El granero del mundo está, hoy, en Europa; los Países Bajos son el segundo mayor exportador global de productos agrícolas. Es curioso, porque Amberes fue el destino principal de buena parte de la producción agropecuaria argentina durante los siglos XIX y XX. La receta del auge neerlandés (inversión de capital, la más moderna tecnología y marco regulatorio amigable para ambas), es casi la misma que posicionó en su momento a la agropecuaria pampeana en ese lugar global; aquí, se combinaba con una escala productiva mayor que la de sus competidores, lo que permitía hacer frente a costos relativos también más altos, como  los salariales. La masiva inversión de capital fue factor clave: entre 1888 y 1914 el parque de maquinarias agrícolas de gran porte aumentó a un ritmo de más del 12% anual, uno de los más altos del mundo. Al mismo tiempo, se transformó completamente la ganadería, generando puros de pedigree a un enorme costo en reproductores, instalaciones, maquinaria, insumos y experimentación. A ello se agregó un marco jurídico de libertad y respeto a la propiedad privada. Y, en simultáneo, infraestructura e industria crecieron a ritmo aun más rápido que el del producto agrario. Así, para 1930 nadie dudaba que Argentina formaba parte del reducido grupo de naciones entonces consideradas desarrolladas.

La crisis de ese año impactó fuertemente en la generación de divisas y en las importaciones y flujos de capital; la respuesta fue controlar la primera y limitar las segundas. Con ello se estableció para el sector agrario (único competitivo internacionalmente) un régimen de expropiación de parte de su renta a fin de sostener con ella al resto de la economía. Pensado para una emergencia, ese régimen no sólo la trascendió, sino que se replicó y amplió durante décadas, llegando hasta la actualidad. Pero los recursos expropiados al campo no se utilizaron para consolidar la emergencia de nuevos sectores competitivos; por el contrario, su vuelco a matrices ineficientes está en la raíz de la pérdida de posiciones internacionales del nivel de vida argentino. Recortada su tasa de ganancia, la inversión en la producción agraria, en vez de mirar activamente nuevos negocios, quedó al albur de los saldos de buenas coyunturas, si es que éstas eran positivas luego de impuestos y tasas. De allí las bruscas caídas de la producción por causas no climáticas ni del mercado externo, seguidas de recuperaciones parciales o sectoriales. Los controles de cambio, retenciones e impuestos se sumaron a un contexto interno cada vez más volátil, cuyo mejor ejemplo es la tasa de inflación anual promedio: el 70% en las últimas siete décadas; más del 400% en las últimas cuatro, ambas cifras por muy lejos las más altas del mundo. No es extraño que las grandes inversiones de largo plazo languidezcan en esas condiciones.
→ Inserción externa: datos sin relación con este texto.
//! Base64 serde helper for byte vectors.
//!
//! Human-readable formats get standard padded base64 (the Lotus JSON
//! convention); binary formats get a length-prefixed byte sequence.

use base64::engine::general_purpose::STANDARD;
use base64::Engine;
use serde::{Deserialize, Deserializer, Serializer};

pub fn serialize<S>(bytes: &[u8], serializer: S) -> Result<S::Ok, S::Error>
where
    S: Serializer,
{
    if serializer.is_human_readable() {
        serializer.serialize_str(&STANDARD.encode(bytes))
    } else {
        serializer.serialize_bytes(bytes)
    }
}

pub fn deserialize<'de, D>(deserializer: D) -> Result<Vec<u8>, D::Error>
where
    D: Deserializer<'de>,
{
    if deserializer.is_human_readable() {
        let s = String::deserialize(deserializer)?;
        STANDARD.decode(s.as_bytes()).map_err(serde::de::Error::custom)
    } else {
        Vec::<u8>::deserialize(deserializer)
    }
}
Hoy el sector agrario sigue siendo muy competitivo, y desarrolla incluso adelantos tecnológicos de impacto global. Pero su lugar no es en modo alguno el de antaño, y su potencialidad aparece constantemente mermada por la altísima carga impositiva y el atraso regulatorio. Es inconcebible, por ejemplo, que no contemos aún con una ley de semillas moderna, clave para el desarrollo tecnológico local de las mismas y su proyección a nivel internacional. El campo no cuenta tampoco con representación política acorde a su importancia económica, puesto que las clientelas dueñas del voto residen en las urbes. Eso explica que sea tan difícil planificar una política específica para los sectores agrarios más dinámicos, porque esa política necesariamente tiene impacto nacional, y es ésta la que termina imponiendo su propia agenda.

No es así tampoco raro que quienes antes nos compraban nos hayan suplantado en la arena comercial mundial; y no lo sería que pronto nos vendan lo mismo que podemos hacer mejor que ellos.

*Doctor en Historia, profesor en la Universidad de Buenos Aires e Investigador Independiente en CONICET. Se especializa en historia económica argentina, siglos XVIII-XX.